Cyber security is difficult. Cyber security is a complex field. It requires expertise of many different areas like business sciences and computer sciences. Security risks are difficult to manage and to control. Despite the costs and resources that you invest: major disasters due to security breaches are always possible.

Solution#

Use and practice the simplify security methodology. This means:

  • Use proven open solutions. So use open methods, open management frameworks, policies and proven valuable security principles. And of course FOSS security tools.

  • Use FOSS solutions whenever possible, especially for high risk environments and projects. Using FOSS software means you can more easily comply with the proven cyber principle: ‘Never Trust, Always Verify’

  • Use proven secure coding guidelines when developing software. Mistrust AI generated solutions since these solutions are trained with our mistakes over the last centuries.

  • Use security by design as an approach to involve all stakeholders.

Develop and maintain an open security architecture with all stakeholders involved. Having no architecture for your company or product is no option. A bad design is always better than no design.

Simplification of security measurements, both tools and processes, is challenging but in the end always profitable. Key advantages when simplifying your security:

  • Simple solutions that do work are easier to maintain.

  • Simple solutions are easier to replace.

  • Simple solutions minimize recurring costs.

  • Simple solutions are easier to understand and audit. This means improvements are faster to implement.

  • Maximal reuse of knowledge and existing proven solutions.

  • Lower costs.

  • Resilience for new security hypes. Risks will never be near zero, whatever the promises of a new product, process or methodology are.

  • Easier maintenance.

Important

Lower complexity means less surprises and a more robust security defense.

To ease the process to simplify security and avoid IT complexity use our zero design complexity principles to prevent IT complexity from the start.

Complexity, on technical level and organisation level, leads to serious security risks and high cost for maintenance. Especially for systems where humans, processes, software and new technology play a major role.

Simplify Security Solution roadmap#

simplify security overview

The key to simplify security is to use and reuse good practices that have proven to work. By making use of existing open solutions, recipes, procedures, policies, etc the key advantage is that you do not have to reinvent the wheel.

If needed you can make it better or adjust a solution to your specific situation.

Key ingredients for simplifying security challenges are:

  1. Use the Open Security Reference architecture.

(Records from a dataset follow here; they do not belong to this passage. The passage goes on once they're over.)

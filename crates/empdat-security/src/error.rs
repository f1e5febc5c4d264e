//! Security error types.

use empdat_core::error::EmpdatError;
use thiserror::Error;

#[derive(Debug, Error)]
pub enum SecurityError {
    #[error("Creating {resource} records is not allowed")]
    CreateDenied { resource: String },

    #[error("Cannot read this {resource}! Insufficient permission.")]
    ReadDenied { resource: String },

    #[error("Updating {resource} records is not allowed")]
    UpdateDenied { resource: String },

    #[error("Updating the {field} field in {resource} records is not allowed")]
    FieldDenied { resource: String, field: String },

    #[error("Destroying {resource} records is not allowed")]
    DestroyDenied { resource: String },

    #[error("Approving changes to {resource} records is not allowed")]
    ApproveDenied { resource: String },
}

impl From<SecurityError> for EmpdatError {
    fn from(err: SecurityError) -> Self {
        EmpdatError::AuthorizationDenied {
            reason: err.to_string(),
        }
    }
}
//! Scalar field values.
//!
//! A [`Value`] is the unit stored in a record snapshot and compared by
//! the diff engine. Temporal variants serialize to a tagged ISO-8601
//! form (`{"$date": "2021-06-01"}`) so that a persisted diff loads
//! back with its native types intact.

use std::fmt;

use chrono::{DateTime, NaiveDate, SecondsFormat, Utc};
use serde::de::{self, MapAccess, Visitor};
use serde::ser::SerializeMap;
use serde::{Deserialize, Deserializer, Serialize, Serializer};

const DATE_TAG: &str = "$date";
const DATETIME_TAG: &str = "$datetime";

/// A single scalar field value.
///
/// Equality is value equality; dates and datetimes compare by value,
/// never by identity.
#[derive(Debug, Clone, PartialEq)]
pub enum Value {
    Null,
    Bool(bool),
    Int(i64),
    Float(f64),
    Text(String),
    Date(NaiveDate),
    DateTime(DateTime<Utc>),
}

impl Value {
    pub fn is_null(&self) -> bool {
        matches!(self, Value::Null)
    }

    /// The integer behind this value, if it is one.
    pub fn as_int(&self) -> Option<i64> {
        match self {
            Value::Int(n) => Some(*n),
            _ => None,
        }
    }

    pub fn as_text(&self) -> Option<&str> {
        match self {
            Value::Text(s) => Some(s),
            _ => None,
        }
    }
}

impl fmt::Display for Value {
    fn fmt(&self, f: &mut fmt::Formatter<'_>) -> fmt::Result {
        match self {
            Value::Null => write!(f, "(none)"),
            Value::Bool(b) => write!(f, "{b}"),
            Value::Int(n) => write!(f, "{n}"),
            Value::Float(x) => write!(f, "{x}"),
            Value::Text(s) => write!(f, "{s}"),
            Value::Date(d) => write!(f, "{d}"),
            Value::DateTime(t) => write!(f, "{}", t.to_rfc3339_opts(SecondsFormat::Secs, true)),
        }
    }
}

impl From<bool> for Value {
    fn from(b: bool) -> Self {
        Value::Bool(b)
    }
}

impl From<i64> for Value {
    fn from(n: i64) -> Self {
        Value::Int(n)
    }
}

impl From<i32> for Value {
    fn from(n: i32) -> Self {
        Value::Int(n.into())
    }
}

impl From<f64> for Value {
    fn from(x: f64) -> Self {
        Value::Float(x)
    }
}

impl From<&str> for Value {
    fn from(s: &str) -> Self {
        Value::Text(s.to_owned())
    }
}

impl From<String> for Value {
    fn from(s: String) -> Self {
        Value::Text(s)
    }
}

impl From<NaiveDate> for Value {
    fn from(d: NaiveDate) -> Self {
        Value::Date(d)
    }
}

impl From<DateTime<Utc>> for Value {
    fn from(t: DateTime<Utc>) -> Self {
        Value::DateTime(t)
    }
}

impl<T: Into<Value>> From<Option<T>> for Value {
    fn from(opt: Option<T>) -> Self {
        match opt {
            Some(v) => v.into(),
            None => Value::Null,
        }
    }
}

impl Serialize for Value {
    fn serialize<S: Serializer>(&self, serializer: S) -> Result<S::Ok, S::Error> {
        match self {
            Value::Null => serializer.serialize_unit(),
            Value::Bool(b) => serializer.serialize_bool(*b),
            Value::Int(n) => serializer.serialize_i64(*n),
            Value::Float(x) => serializer.serialize_f64(*x),
            Value::Text(s) => serializer.serialize_str(s),
            Value::Date(d) => {
                let mut map = serializer.serialize_map(Some(1))?;
                map.serialize_entry(DATE_TAG, &d.to_string())?;
                map.end()
            }
            Value::DateTime(t) => {
                let mut map = serializer.serialize_map(Some(1))?;
                map.serialize_entry(
                    DATETIME_TAG,
                    &t.to_rfc3339_opts(SecondsFormat::Micros, true),
                )?;
                map.end()
            }
        }
    }
}

struct ValueVisitor;

impl<'de> Visitor<'de> for ValueVisitor {
    type Value = Value;

    fn expecting(&self, f: &mut fmt::Formatter<'_>) -> fmt::Result {
        f.write_str("a scalar value or a tagged date/datetime object")
    }

    fn visit_unit<E: de::Error>(self) -> Result<Value, E> {
        Ok(Value::Null)
    }

    fn visit_none<E: de::Error>(self) -> Result<Value, E> {
        Ok(Value::Null)
    }

    fn visit_bool<E: de::Error>(self, b: bool) -> Result<Value, E> {
        Ok(Value::Bool(b))
    }

    fn visit_i64<E: de::Error>(self, n: i64) -> Result<Value, E> {
        Ok(Value::Int(n))
    }

    fn visit_u64<E: de::Error>(self, n: u64) -> Result<Value, E> {
        i64::try_from(n)
            .map(Value::Int)
            .map_err(|_| E::custom("integer value out of range"))
    }

    fn visit_f64<E: de::Error>(self, x: f64) -> Result<Value, E> {
        Ok(Value::Float(x))
    }

    fn visit_str<E: de::Error>(self, s: &str) -> Result<Value, E> {
        Ok(Value::Text(s.to_owned()))
    }

    fn visit_map<A: MapAccess<'de>>(self, mut map: A) -> Result<Value, A::Error> {
        let tag: String = map
            .next_key()?
            .ok_or_else(|| de::Error::custom("empty object is not a value"))?;
        let raw: String = map.next_value()?;
        match tag.as_str() {
            DATE_TAG => raw
                .parse::<NaiveDate>()
                .map(Value::Date)
                .map_err(de::Error::custom),
            DATETIME_TAG => DateTime::parse_from_rfc3339(&raw)
                .map(|t| Value::DateTime(t.with_timezone(&Utc)))
                .map_err(de::Error::custom),
            other => Err(de::Error::custom(format!("unknown value tag: {other}"))),
        }
    }
}

impl<'de> Deserialize<'de> for Value {
    fn deserialize<D: Deserializer<'de>>(deserializer: D) -> Result<Value, D::Error> {
        deserializer.deserialize_any(ValueVisitor)
    }
}

#[cfg(test)]
mod tests {
    use super::*;

    #[test]
    fn primitives_round_trip() {
        for value in [
            Value::Null,
            Value::Bool(true),
            Value::Int(-7),
            Value::Float(1.25),
            Value::Text("hello".into()),
        ] {
            let json = serde_json::to_string(&value).unwrap();
            let back: Value = serde_json::from_str(&json).unwrap();
            assert_eq!(back, value);
        }
    }

    #[test]
    fn date_round_trips_as_native_type() {
        let value = Value::Date(NaiveDate::from_ymd_opt(2021, 6, 1).unwrap());
        let json = serde_json::to_string(&value).unwrap();
        assert_eq!(json, r#"{"$date":"2021-06-01"}"#);
        let back: Value = serde_json::from_str(&json).unwrap();
        assert_eq!(back, value);
    }

    #[test]
    fn datetime_round_trips_as_native_type() {
        use chrono::TimeZone;

        let value = Value::DateTime(Utc.with_ymd_and_hms(2021, 6, 1, 13, 30, 0).unwrap());
        let json = serde_json::to_string(&value).unwrap();
        let back: Value = serde_json::from_str(&json).unwrap();
        assert_eq!(back, value);
    }

    #[test]
    fn unknown_tag_is_rejected() {
        let err = serde_json::from_str::<Value>(r#"{"$blob":"x"}"#);
        assert!(err.is_err());
    }
}
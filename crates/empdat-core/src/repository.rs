//! Repository contract and resource catalog.
//!
//! The backing store is an external collaborator: anything that can
//! create/read/filter/update/destroy flat records on a named,
//! identifier-keyed resource satisfies [`RecordStore`].

use std::collections::HashMap;

use crate::error::{EmpdatError, EmpdatResult};
use crate::record::Snapshot;
use crate::validator::{self, ValidatorRule};
use crate::value::Value;

/// Static description of one resource: its stable lowercase name, the
/// field that keys it, display labels, and field validator rules.
#[derive(Debug, Clone)]
pub struct ResourceDef {
    name: String,
    id_field: String,
    labels: HashMap<String, String>,
    validators: HashMap<String, ValidatorRule>,
}

impl ResourceDef {
    pub fn new(name: impl Into<String>) -> Self {
        Self {
            name: name.into().to_lowercase(),
            id_field: "id".to_owned(),
            labels: HashMap::new(),
            validators: HashMap::new(),
        }
    }

    pub fn with_id_field(mut self, id_field: impl Into<String>) -> Self {
        self.id_field = id_field.into();
        self
    }

    pub fn with_label(mut self, field: impl Into<String>, label: impl Into<String>) -> Self {
        self.labels.insert(field.into(), label.into());
        self
    }

    pub fn with_validator(mut self, field: impl Into<String>, rule: ValidatorRule) -> Self {
        self.validators.insert(field.into(), rule);
        self
    }

    pub fn name(&self) -> &str {
        &self.name
    }

    pub fn id_field(&self) -> &str {
        &self.id_field
    }

    /// Display label for a field, falling back to the raw field name.
    pub fn label<'a>(&'a self, field: &'a str) -> &'a str {
        self.labels.get(field).map_or(field, String::as_str)
    }

    /// Pre-checks every validated field present in the snapshot.
    pub fn validate(&self, record: &Snapshot) -> EmpdatResult<()> {
        for (field, rule) in &self.validators {
            if let Some(value) = record.get(field) {
                if !validator::validate(rule, value)? {
                    return Err(EmpdatError::ValidationFailed {
                        field: field.clone(),
                        message: format!("value {value} fails the declared validator"),
                    });
                }
            }
        }
        Ok(())
    }
}

/// Registry of known resources, keyed by lowercase name.
#[derive(Debug, Clone, Default)]
pub struct Catalog {
    resources: HashMap<String, ResourceDef>,
}

impl Catalog {
    pub fn new() -> Self {
        Self::default()
    }

    pub fn register(&mut self, def: ResourceDef) {
        self.resources.insert(def.name.clone(), def);
    }

    pub fn get(&self, name: &str) -> EmpdatResult<&ResourceDef> {
        let key = name.to_lowercase();
        self.resources
            .get(&key)
            .ok_or(EmpdatError::ResourceNotFound { name: key })
    }

    pub fn contains(&self, name: &str) -> bool {
        self.resources.contains_key(&name.to_lowercase())
    }
}

/// Storage contract consumed by the dispatch layer.
///
/// Implementations are keyed by the resource's identifier field
/// (`read`/`update`/`destroy`) and return records as flat snapshots.
pub trait RecordStore: Send + Sync {
    /// Persists a new record, assigning an identifier when the record
    /// carries none, and returns the stored snapshot.
    fn create(&self, resource: &ResourceDef, record: Snapshot) -> EmpdatResult<Snapshot>;

    fn read(&self, resource: &ResourceDef, id: i64) -> EmpdatResult<Option<Snapshot>>;

    /// Equality-filtered read. A `Null` filter value matches rows
    /// where the field is null or absent.
    fn read_by(
        &self,
        resource: &ResourceDef,
        filters: &[(String, Value)],
    ) -> EmpdatResult<Vec<Snapshot>>;

    fn read_all(&self, resource: &ResourceDef) -> EmpdatResult<Vec<Snapshot>>;

    /// Replaces the row keyed by the record's identifier field.
    fn update(&self, resource: &ResourceDef, record: Snapshot) -> EmpdatResult<Snapshot>;

    fn destroy(&self, resource: &ResourceDef, id: i64) -> EmpdatResult<()>;
}

#[cfg(test)]
mod tests {
    use super::*;

    #[test]
    fn resource_names_are_lowercased() {
        let def = ResourceDef::new("Employee");
        assert_eq!(def.name(), "employee");
        let mut catalog = Catalog::new();
        catalog.register(def);
        assert!(catalog.get("EMPLOYEE").is_ok());
        assert!(matches!(
            catalog.get("ghost"),
            Err(EmpdatError::ResourceNotFound { .. })
        ));
    }

    #[test]
    fn validation_reports_the_offending_field() {
        let def = ResourceDef::new("employee")
            .with_validator("last_name", ValidatorRule::named("alpha"));
        let good = Snapshot::new().with("last_name", "Doe");
        let bad = Snapshot::new().with("last_name", "Doe 2");
        assert!(def.validate(&good).is_ok());
        match def.validate(&bad) {
            Err(EmpdatError::ValidationFailed { field, .. }) => assert_eq!(field, "last_name"),
            other => panic!("expected validation failure, got {other:?}"),
        }
    }
}
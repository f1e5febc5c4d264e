//! The security layer: role policy enforcement on every CRUD call.
//!
//! Registered first in a session's chain so it can veto before the
//! store is touched. Update handling is three-way: blanket privilege
//! applies directly, a field allow-list violation denies outright,
//! and an allowed field-level mutation is deferred into a change
//! request.

use tracing::{debug, info, warn};

use empdat_core::diff::{self, DiffEntry};
use empdat_core::error::{EmpdatError, EmpdatResult};
use empdat_core::layer::{Layer, UpdateDecision};
use empdat_core::policy::{PolicyTable, ReadAccess, RolePolicy, UpdateAccess};
use empdat_core::record::Snapshot;
use empdat_core::repository::{RecordStore, ResourceDef};
use empdat_core::session::Actor;

use crate::change_request::{self, ChangeRequest};
use crate::config::SecurityConfig;
use crate::error::SecurityError;

pub struct SecurityLayer {
    actor: Actor,
    policy: RolePolicy,
    config: SecurityConfig,
    cr_def: ResourceDef,
}

impl SecurityLayer {
    /// Resolves the actor's role against the policy table. Fails at
    /// construction (login time) for a role nobody programmed.
    pub fn new(actor: Actor, policies: &PolicyTable, config: SecurityConfig) -> EmpdatResult<Self> {
        let policy = policies.get(&actor.role)?.clone();
        Ok(Self {
            actor,
            policy,
            config,
            cr_def: change_request::resource_def(),
        })
    }

    fn is_exempt(&self, resource: &ResourceDef) -> bool {
        self.config
            .exempt_resources
            .iter()
            .any(|name| name == resource.name())
    }
}

impl Layer for SecurityLayer {
    fn on_create(
        &self,
        _store: &dyn RecordStore,
        resource: &ResourceDef,
        _record: &Snapshot,
    ) -> EmpdatResult<()> {
        // The evaluator files change requests through this same store;
        // checking them would recurse into a self-denial.
        if self.is_exempt(resource) {
            return Ok(());
        }
        if !self.policy.allows_create(resource.name()) {
            warn!(
                actor = self.actor.id,
                resource = resource.name(),
                "create denied"
            );
            return Err(SecurityError::CreateDenied {
                resource: resource.name().to_owned(),
            }
            .into());
        }
        Ok(())
    }

    fn on_read_one(
        &self,
        _store: &dyn RecordStore,
        resource: &ResourceDef,
        record: &mut Snapshot,
    ) -> EmpdatResult<()> {
        match self.policy.read_access(resource.name()) {
            ReadAccess::Allow => Ok(()),
            ReadAccess::Deny => Err(SecurityError::ReadDenied {
                resource: resource.name().to_owned(),
            }
            .into()),
            ReadAccess::Strip(fields) => {
                for field in fields {
                    if record.remove(field).is_some() {
                        debug!(
                            actor = self.actor.id,
                            resource = resource.name(),
                            field = %field,
                            "field redacted from read"
                        );
                    }
                }
                Ok(())
            }
        }
    }

    fn on_update(
        &self,
        store: &dyn RecordStore,
        resource: &ResourceDef,
        proposed: &Snapshot,
    ) -> EmpdatResult<UpdateDecision> {
        let fields = match self.policy.update_access(resource.name()) {
            UpdateAccess::Direct => return Ok(UpdateDecision::Proceed),
            UpdateAccess::Denied => {
                warn!(
                    actor = self.actor.id,
                    resource = resource.name(),
                    "update denied"
                );
                return Err(SecurityError::UpdateDenied {
                    resource: resource.name().to_owned(),
                }
                .into());
            }
            UpdateAccess::Fields(fields) => fields,
        };

        let row_id = proposed.id(resource.id_field(), resource.name())?;
        let stored = store
            .read(resource, row_id)?
            .ok_or_else(|| EmpdatError::NotFound {
                entity: resource.name().to_owned(),
                id: row_id,
            })?;

        let changes = diff::diff(&stored, proposed);
        // Nothing actually changed; let the no-op write through.
        if changes.is_empty() {
            return Ok(UpdateDecision::Proceed);
        }

        for entry in &changes {
            if matches!(entry, DiffEntry::Added { .. } | DiffEntry::Removed { .. }) {
                warn!(
                    actor = self.actor.id,
                    resource = resource.name(),
                    "update adds or removes fields; was this desired?"
                );
            }
        }
        for field in diff::touched_fields(&changes) {
            if !fields.permits(field) {
                warn!(
                    actor = self.actor.id,
                    resource = resource.name(),
                    field,
                    "field-level update denied"
                );
                return Err(SecurityError::FieldDenied {
                    resource: resource.name().to_owned(),
                    field: field.to_owned(),
                }
                .into());
            }
        }

        // Every touched field is permitted, but the role is not
        // blanket-privileged: defer into a change request.
        let request = ChangeRequest::new(
            self.actor.id,
            resource.name(),
            Some(row_id),
            changes,
            self.config.default_reason.clone(),
        );
        let stored_request = store.create(&self.cr_def, request.to_snapshot()?)?;
        info!(
            actor = self.actor.id,
            resource = resource.name(),
            row = row_id,
            "update deferred into a change request"
        );
        Ok(UpdateDecision::Deferred(stored_request))
    }

    fn on_destroy(
        &self,
        _store: &dyn RecordStore,
        resource: &ResourceDef,
        _id: i64,
    ) -> EmpdatResult<()> {
        if !self.policy.allows_destroy(resource.name()) {
            warn!(
                actor = self.actor.id,
                resource = resource.name(),
                "destroy denied"
            );
            return Err(SecurityError::DestroyDenied {
                resource: resource.name().to_owned(),
            }
            .into());
        }
        Ok(())
    }
}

Using this reference architecture saves you a lot of time, since it consists of an enormous amount ready to use open access resources that you need in various process steps when solving your specific security problem.

  2. Apply and use Security by Design . Using this simple but complete guide for using and applying Security by design makes your organisation more resilience against cyber threats.

  3. Make use of proven and maintained FOSS cyber security solutions. This Playbook contains an opinionated collection of various open cyber security tools. But remember: A tool is never the solution for solving cyber security challenges and mitigating risks. In the end it’s all about humans since no technology is perfect. Cyber security risks will never be zero.

  4. Make continuous learning on new and old cyber security challenges fun. Go to an in-person security conference, or read our cyber security news and reports.